Seeing as I’ve been reading so many books at a rapid pace due to one of the classes I’ve been taking, I figured that since I don’t necessarily have the time to write a book review right now, I could at least mention a few of my favorite quotes.
What you will figure out very quickly is this class’s selection is primarily disease or plague based (gee I wonder why.) The first book in that selection was, “The Hot Zone,” by Richard Preston, which is a nonfiction written in the style of a thriller. It’s a very detailed account of the origins of the Ebola virus and how it almost became a disaster in the United States in the 90’s. Granted, it’s a lot more interesting and definitely more terrifying than that, but I’ll save my thoughts on the book itself for the review.
I chose a lot of quotes (besides the entire first chapter) that terrified me the most. If you are not a fan of disease related content, gore, and/or horrifying content, I suggest you don’t read this seeing as some of these quotes are very graphic in nature.
“The case of Charles Monet emerges in a cold geometry of clinical fact mixed with flashes of horror so brilliant and disturbing we draw back and blink, as if we are staring into a discolored alien sun.”
“…and from the moment Ebola enters your bloodstream, the war is already lost; you are most certainly doomed. You can’t fight off Ebola the way you fight off a cold. Ebola does in 10 days what it takes AIDS ten years to accomplish.”
“They were two human primates carrying another primate. One was the master of the earth, or at least believed himself to be, and the other was a nimble dweller in trees, a cousin of the master of the earth. Both species, the human and the monkey, were in the presence of another life form, which was older and more powerful than either of them, and was a dweller in blood.”
“The Ebola virus, in its Sudan incarnation, retreated to the heart of the bush, where undoubtedly it lives to this day, cycling and cycling in some unknown host, able to shift its shape, able to mutate and become a new thing, with the potential to enter the human species in a new form.”
“The mothers was dying of Ebola and had given the virus to her unborn baby. The fetus had evidently crashed and bled out inside the mother’s womb.
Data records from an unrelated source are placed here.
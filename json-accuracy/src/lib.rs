//! Structural JSON comparison and accuracy scoring.
//!
//! Compares a predicted JSON value against a ground-truth value and produces
//! a normalized accuracy score together with two diff encodings: a compact
//! diff used for change counting and a full diff meant for display.
//!
//! # Example
//!
//! ```rust
//! use serde_json::json;
//!
//! let actual = json!({"total": 41.90, "items": [{"sku": "A1", "qty": 2}]});
//! let predicted = json!({"total": 41.90, "items": [{"sku": "A1", "qty": 3}]});
//!
//! let result = json_accuracy::calculate_json_accuracy(&actual, &predicted, false);
//! assert_eq!(result.score, 0.6667);
//! assert_eq!(result.json_diff_stats.modifications, 1);
//! ```

mod count;
mod diff;

pub use count::{count_changes, count_total_fields, DiffStats};
pub use diff::{diff_values, uppercase_strings, DiffMode};

use serde::{Deserialize, Serialize};
use serde_json::{Map, Value};

/// Outcome of scoring a predicted value against ground truth.
///
/// Field names serialize in camelCase so persisted results keep the shape
/// downstream report tooling reads.
#[derive(Debug, Clone, PartialEq, Serialize, Deserialize)]
#[serde(rename_all = "camelCase")]
pub struct AccuracyResult {
    /// `1 - changes/totalFields`, clamped to `[0, 1]`, rounded to 4 decimals.
    pub score: f64,
    /// Compact diff; `{}` when the values match.
    pub json_diff: Value,
    /// Full (display-oriented) diff; `{}` when the values match.
    pub full_json_diff: Value,
    pub json_diff_stats: DiffStats,
    /// Leaf-field count of the ground-truth value, the score denominator.
    pub total_fields: u64,
}

/// Score `predicted` against `actual`.
///
/// With `ignore_cases` set, every string leaf on both sides is uppercased
/// before diffing and field counting. Total over well-formed JSON values:
/// type mismatches are scored as modifications, never reported as errors.
pub fn calculate_json_accuracy(
    actual: &Value,
    predicted: &Value,
    ignore_cases: bool,
) -> AccuracyResult {
    let (actual, predicted) = if ignore_cases {
        (uppercase_strings(actual), uppercase_strings(predicted))
    } else {
        (actual.clone(), predicted.clone())
    };

    let full_diff = diff_values(&actual, &predicted, DiffMode::Full);
    let compact_diff = diff_values(&actual, &predicted, DiffMode::Compact);
    let total_fields = count_total_fields(&actual);

    if diff::is_empty_diff(&compact_diff) {
        return AccuracyResult {
            score: 1.0,
            json_diff: Value::Object(Map::new()),
            full_json_diff: Value::Object(Map::new()),
            json_diff_stats: DiffStats::default(),
            total_fields,
        };
    }

    let stats = count_changes(&compact_diff);
    let score = if total_fields == 0 {
        if stats.total > 0 {
            0.0
        } else {
            1.0
        }
    } else {
        (1.0 - stats.total as f64 / total_fields as f64).max(0.0)
    };

    AccuracyResult {
        score: round4(score),
        json_diff: compact_diff,
        full_json_diff: full_diff,
        json_diff_stats: stats,
        total_fields,
    }
}

fn round4(value: f64) -> f64 {
    (value * 10_000.0).round() / 10_000.0
}
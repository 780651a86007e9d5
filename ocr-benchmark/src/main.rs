//! OCR Benchmark CLI

use std::path::PathBuf;
use std::sync::Arc;

use chrono::Utc;
use clap::{Parser, Subcommand};
use tracing_subscriber::EnvFilter;

use ocr_benchmark::{
    config::Config,
    dataset::load_documents,
    reporting::{
        create_run_folder, list_runs, load_run, print_summary, write_results,
        RUN_TIMESTAMP_FORMAT,
    },
    runner::{ConsoleProgress, Executor, ExecutorConfig},
};

#[derive(Parser)]
#[command(name = "ocr-benchmark")]
#[command(about = "OCR and structured-extraction benchmark across model providers")]
#[command(version)]
struct Cli {
    #[command(subcommand)]
    command: Commands,

    /// Configuration file path
    #[arg(short, long)]
    config: Option<PathBuf>,

    /// Enable verbose output
    #[arg(short, long)]
    verbose: bool,
}

#[derive(Subcommand)]
enum Commands {
    /// Execute the benchmark over the data directory
    Run {
        /// Data directory with document JSON files (overrides config)
        #[arg(short, long)]
        data_dir: Option<PathBuf>,

        /// Results directory (overrides config)
        #[arg(short, long)]
        output: Option<PathBuf>,

        /// Only run pipelines whose label contains one of these
        /// comma-separated names
        #[arg(short, long)]
        models: Option<String>,
    },

    /// List configured model pipelines
    ListModels,

    /// Summarize a persisted run
    Report {
        /// Run timestamp (defaults to the newest run)
        #[arg(short, long)]
        run: Option<String>,

        /// Results directory (overrides config)
        #[arg(long)]
        results_dir: Option<PathBuf>,
    },

    /// Write a sample configuration file
    InitConfig {
        /// Output path for the configuration file
        #[arg(short, long, default_value = "benchmark.toml")]
        output: PathBuf,
    },
}

#[tokio::main]
async fn main() -> Result<(), Box<dyn std::error::Error>> {
    let cli = Cli::parse();

    let filter = if cli.verbose {
        EnvFilter::new("ocr_benchmark=debug,info")
    } else {
        EnvFilter::new("ocr_benchmark=info,warn")
    };
    tracing_subscriber::fmt().with_env_filter(filter).init();

    let config = match &cli.config {
        Some(path) => Config::from_file(path)?,
        None => Config::load_or_default(),
    };

    match cli.command {
        Commands::Run {
            data_dir,
            output,
            models,
        } => run_benchmark(config, data_dir, output, models).await?,

        Commands::ListModels => list_models(&config),

        Commands::Report { run, results_dir } => generate_report(&config, run, results_dir)?,

        Commands::InitConfig { output } => {
            Config::sample().save_toml(&output)?;
            println!("Wrote sample configuration to {}", output.display());
        }
    }

    Ok(())
}

async fn run_benchmark(
    config: Config,
    data_dir: Option<PathBuf>,
    output: Option<PathBuf>,
    models_filter: Option<String>,
) -> Result<(), Box<dyn std::error::Error>> {
    let run_id = Utc::now().format(RUN_TIMESTAMP_FORMAT).to_string();

    println!("=== OCR Benchmark ===");
    println!("Run ID: {}", run_id);

    let models = match &models_filter {
        Some(filter) => {
            let names: Vec<&str> = filter.split(',').map(str::trim).collect();
            config
                .models
                .iter()
                .filter(|spec| {
                    let label = spec.label();
                    names.iter().any(|name| label.contains(name))
                })
                .cloned()
                .collect()
        }
        None => config.models.clone(),
    };

    if models.is_empty() {
        eprintln!("Error: no model pipelines configured.");
        eprintln!("Create a benchmark.toml (see `ocr-benchmark init-config`) or relax --models.");
        std::process::exit(2);
    }

    for spec in &models {
        println!("  {}", spec.label());
    }

    let data_dir = data_dir.unwrap_or_else(|| PathBuf::from(&config.benchmark.data_dir));
    let documents = load_documents(&data_dir)?;
    if documents.is_empty() {
        eprintln!("Error: no documents found in {}", data_dir.display());
        std::process::exit(1);
    }
    println!("Documents: {}\n", documents.len());

    let executor =
        Executor::new(ExecutorConfig::from_config(&config)).with_progress(Arc::new(ConsoleProgress));
    let results = executor.run(&models, &documents).await;

    let results_dir = output.unwrap_or_else(|| PathBuf::from(&config.benchmark.results_dir));
    let folder = create_run_folder(&results_dir, &run_id)?;
    let results_path = folder.join("results.json");
    write_results(&results_path, &results)?;

    print_summary(&results);
    println!("Results written to {}", results_path.display());

    Ok(())
}

fn list_models(config: &Config) {
    if config.models.is_empty() {
        println!("No model pipelines configured.");
        return;
    }
    println!("Configured pipelines:");
    for spec in &config.models {
        println!("  {}", spec.label());
    }
}

fn generate_report(
    config: &Config,
    run: Option<String>,
    results_dir: Option<PathBuf>,
) -> Result<(), Box<dyn std::error::Error>> {
    let results_dir = results_dir.unwrap_or_else(|| PathBuf::from(&config.benchmark.results_dir));

    let timestamp = match run {
        Some(timestamp) => timestamp,
        None => {
            let runs = list_runs(&results_dir);
            match runs.first() {
                Some(latest) => latest.timestamp.clone(),
                None => {
                    eprintln!("Error: no runs found in {}", results_dir.display());
                    std::process::exit(1);
                }
            }
        }
    };

    let results = load_run(&results_dir, &timestamp)?;
    println!("Run: {}", timestamp);
    print_summary(&results);

    Ok(())
}
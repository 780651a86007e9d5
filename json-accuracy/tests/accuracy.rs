//! End-to-end scoring fixtures.
//!
//! These cases pin the exact scoring behavior: change attribution for
//! additions, deletions and modifications, order-insensitive matching for
//! arrays of records, null-transition weighting, and the score rounding.

use json_accuracy::{calculate_json_accuracy, count_total_fields};
use serde_json::{json, Value};

fn score(actual: Value, predicted: Value) -> f64 {
    calculate_json_accuracy(&actual, &predicted, false).score
}

#[test]
fn identical_json() {
    let v = json!({"a": 1, "b": {"x": "foo"}});
    let res = calculate_json_accuracy(&v, &v, false);
    assert_eq!(res.score, 1.0);
    assert_eq!(res.json_diff, json!({}));
    assert_eq!(res.json_diff_stats.total, 0);
}

#[test]
fn addition() {
    let res = calculate_json_accuracy(&json!({"a": 1}), &json!({"a": 1, "b": 2}), false);
    assert_eq!(res.json_diff["b__added"], json!(2));
    assert_eq!(res.json_diff_stats.additions, 1);
    // 1 addition against 1 total field
    assert_eq!(res.score, 0.0);
}

#[test]
fn modification() {
    let res = calculate_json_accuracy(
        &json!({"a": 1, "b": {"x": 1}}),
        &json!({"a": 2, "b": {"x": 1}}),
        false,
    );
    assert_eq!(res.json_diff["a"]["__old"], json!(1));
    assert_eq!(res.json_diff["a"]["__new"], json!(2));
    // total fields = 2 (a and b.x), 1 modification
    assert_eq!(res.score, 0.5);
}

#[test]
fn list_diffs() {
    let res = calculate_json_accuracy(&json!({"arr": [1, 2]}), &json!({"arr": [1, 3, 4]}), false);
    assert_eq!(
        res.json_diff["arr"],
        json!([["~", {"__old": 2, "__new": 3}], ["+", 4]])
    );
    assert_eq!(res.json_diff_stats.additions, 1);
    assert_eq!(res.json_diff_stats.modifications, 1);
    assert_eq!(res.score, 0.0);
}

#[test]
fn count_total_fields_examples() {
    assert_eq!(
        count_total_fields(&json!({"a": 1, "b": {"c": 2, "d": [3, {"e": 4}]}})),
        4
    );
    assert_eq!(
        count_total_fields(&json!({"a": [1, 2, 3], "b": "test", "c": true})),
        5
    );
    assert_eq!(
        count_total_fields(&json!({"a": [{"b": 1}, {"c": 2}], "d": "test", "e": true})),
        4
    );
    assert_eq!(
        count_total_fields(&json!({"a": null, "b": {"c": null}, "d": "test"})),
        3
    );
    assert_eq!(
        count_total_fields(&json!({"a": 1, "b__deleted": true, "c__added": "test", "d": {"e": 2}})),
        2
    );
}

#[test]
fn flat_and_nested_modifications() {
    assert_eq!(score(json!({"a": 1, "b": 2}), json!({"a": 1, "b": 3})), 0.5);

    assert_eq!(
        score(
            json!({"a": 1, "b": {"c": 2, "d": 4, "e": 4}}),
            json!({"a": 1, "b": {"c": 2, "d": 4, "e": 5}}),
        ),
        0.75
    );

    // one scalar changed plus a same-length primitive list boxed whole
    assert_eq!(
        score(
            json!({"a": 1, "b": [{"c": 2, "d": 4, "e": 4, "f": [2, 9]}]}),
            json!({"a": 1, "b": [{"c": 2, "d": 4, "e": 5, "f": [2, 3]}]}),
        ),
        0.5
    );
}

#[test]
fn array_order_does_not_matter_for_records() {
    let actual = json!({
        "a": 1,
        "b": [
            {"c": 1, "d": 2},
            {"c": 3, "d": 4},
        ],
    });
    let predicted = json!({
        "a": 1,
        "b": [
            {"c": 3, "d": 4},
            {"c": 1, "d": 2},
        ],
    });
    assert_eq!(score(actual, predicted), 1.0);
}

#[test]
fn collapsed_primitive_list_penalized_by_length() {
    assert_eq!(
        score(json!({"a": 1, "b": [1, 2, 3]}), json!({"a": 1, "b": null})),
        0.25
    );
}

#[test]
fn collapsed_record_list_penalized_by_leaf_count() {
    assert_eq!(
        score(
            json!({"a": 1, "b": [{"c": 1, "d": 1}, {"c": 2}, {"c": 3, "e": 4}]}),
            json!({"a": 1, "b": null}),
        ),
        0.1667
    );
}

#[test]
fn collapsed_nested_object() {
    assert_eq!(
        score(
            json!({"a": 1, "b": {"c": 1, "d": {"e": 1, "f": 2}}}),
            json!({"a": 1, "b": {"c": 1, "d": null}}),
        ),
        0.5
    );
}

#[test]
fn null_transitions() {
    // null -> scalar counts one
    assert_eq!(
        score(json!({"a": [{"b": 1, "c": null}]}), json!({"a": [{"b": 1, "c": 2}]})),
        0.5
    );

    // null -> object counts the new side's leaves
    assert_eq!(
        score(
            json!({"a": [{"b": 1, "c": null, "f": 4}]}),
            json!({"a": [{"b": 1, "c": {"d": 2}, "f": 4}]}),
        ),
        0.6667
    );
    assert_eq!(
        score(
            json!({"a": [{"b": 1, "c": null, "f": 4}]}),
            json!({"a": [{"b": 1, "c": {"d": 2, "e": 3}, "f": 4}]}),
        ),
        0.3333
    );

    // null -> list counts the new side's entries
    assert_eq!(
        score(
            json!({"a": [{"b": 1, "c": null, "f": 4}]}),
            json!({"a": [{"b": 1, "c": [3], "f": 4}]}),
        ),
        0.6667
    );

    // value -> null counts the old side
    assert_eq!(
        score(json!({"a": [{"b": 1, "c": 2}]}), json!({"a": [{"b": 1, "c": null}]})),
        0.5
    );
    assert_eq!(
        score(
            json!({"a": [{"b": 1, "c": {"d": 2}}]}),
            json!({"a": [{"b": 1, "c": null}]}),
        ),
        0.5
    );
    assert_eq!(
        score(
            json!({"a": [{"b": 1, "c": {"d": 2, "e": 3}}]}),
            json!({"a": [{"b": 1, "c": null}]}),
        ),
        0.3333
    );
    assert_eq!(
        score(
            json!({"a": [{"b": 1, "c": [3, 2]}]}),
            json!({"a": [{"b": 1, "c": null}]}),
        ),
        0.3333
    );
}

#[test]
fn swapping_sides_swaps_direction_but_keeps_detection() {
    let a = json!({"a": 1, "b": {"x": "old"}});
    let b = json!({"a": 1, "b": {"x": "new"}});

    let forward = calculate_json_accuracy(&a, &b, false);
    let backward = calculate_json_accuracy(&b, &a, false);

    assert_eq!(forward.json_diff["b"]["x"]["__old"], json!("old"));
    assert_eq!(forward.json_diff["b"]["x"]["__new"], json!("new"));
    assert_eq!(backward.json_diff["b"]["x"]["__old"], json!("new"));
    assert_eq!(backward.json_diff["b"]["x"]["__new"], json!("old"));

    // denominator comes from the first argument only
    assert_eq!(forward.total_fields, 2);
    assert_eq!(backward.total_fields, 2);
}

#[test]
fn compact_and_full_diffs_agree_on_emptiness() {
    let cases = [
        (json!({"a": 1}), json!({"a": 1})),
        (json!({"a": 1}), json!({"a": 2})),
        (json!({"a": [{"b": 1}]}), json!({"a": [{"b": 1}]})),
        (json!({"a": [1, 2]}), json!({"a": [2, 1]})),
        (json!({}), json!({"x": 1})),
    ];
    for (actual, predicted) in cases {
        let res = calculate_json_accuracy(&actual, &predicted, false);
        assert_eq!(
            res.json_diff == json!({}),
            res.full_json_diff == json!({}),
            "diff emptiness must agree for {actual} vs {predicted}"
        );
    }
}

#[test]
fn zero_field_denominator() {
    assert_eq!(score(json!({}), json!({})), 1.0);
    assert_eq!(score(json!({}), json!({"x": 1})), 0.0);
}

#[test]
fn case_insensitive_mode() {
    let actual = json!({"name": "Acme Corp", "city": "Berlin"});
    let predicted = json!({"name": "ACME CORP", "city": "berlin"});

    let relaxed = calculate_json_accuracy(&actual, &predicted, true);
    assert_eq!(relaxed.score, 1.0);

    let strict = calculate_json_accuracy(&actual, &predicted, false);
    assert_eq!(strict.score, 0.0);
    assert_eq!(strict.json_diff_stats.modifications, 2);
}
The woman then absorbed spontaneously, and the nun who assisted at this grotesque delivery came away from the experience with blood on her hands. The blood of the mother and the fetus was radiantly hot, and the nun must have had a small break or cut on the skin of her hands. She developed an explosive infection and was dead in five days.”

“Isn’t it true that if you stare into the eyes of a cobra, the fear has another side to it? The fear is lessened as you begin to see the essence of the beauty. Looking at Ebola under an electron microscope is like looking at a gorgeously wrought ice castle. The thing is so cold. So totally pure.”
“If you bleed into the first space, you bleed into your lungs. If you bleed into the second space you bleed into your stomach and intestines. If you bleed into the third space, you bleed into the space between the skin and the flesh. The skin puffs up and separates from the flesh like a bag. Peter Cardinal had bled out under his skin.”
“Peter Cardinal’s parents and sister were stunned as they watched him being slowly torn apart by the invisible predator. They could not comprehend his suffering or reach him to give him comfort. As the blood poured into his third space, his eyes remained open and dilated, staring, bloody, deep, dark, and bottomless. They didn’t know if he could see them, and they couldn’t tell what he saw or thought or felt behind the open eyes. The machines hooked up to his scalp were showing flatlines in his brain. There was very little electrical activity in his brain, but now and then, the flatlines gave a spooky twitch, as if something continued to struggle inside the boy, some destroyed fragment of his soul.”
“To be a good soldier you must love the army. But to be a good officer you must be willing to order the death of the thing you love. That is…a very hard thing to do. No other profession requires it. That is one reason why there are so few very good officers. Although there are many good men.”
“In a sense, the earth is mounting an immune response against the human species. It is beginning to react to the human parasite, the flooding infection of people, the dead spots of concrete all over the planet, the cancerous rot-outs in Europe, Japan, and the United States, thick with replicating primates, the colonies enlarging and spreading and threatening to shock the biosphere with mass extinctions.”
“Whether the human race can actually maintain a population of five billion or more without a crash with a hot virus remains an open question. Unanswered. The answers are hidden in the labyrinth of tropical ecosystems. AIDS is the revenge of the rainforest. It may be only the beginning.”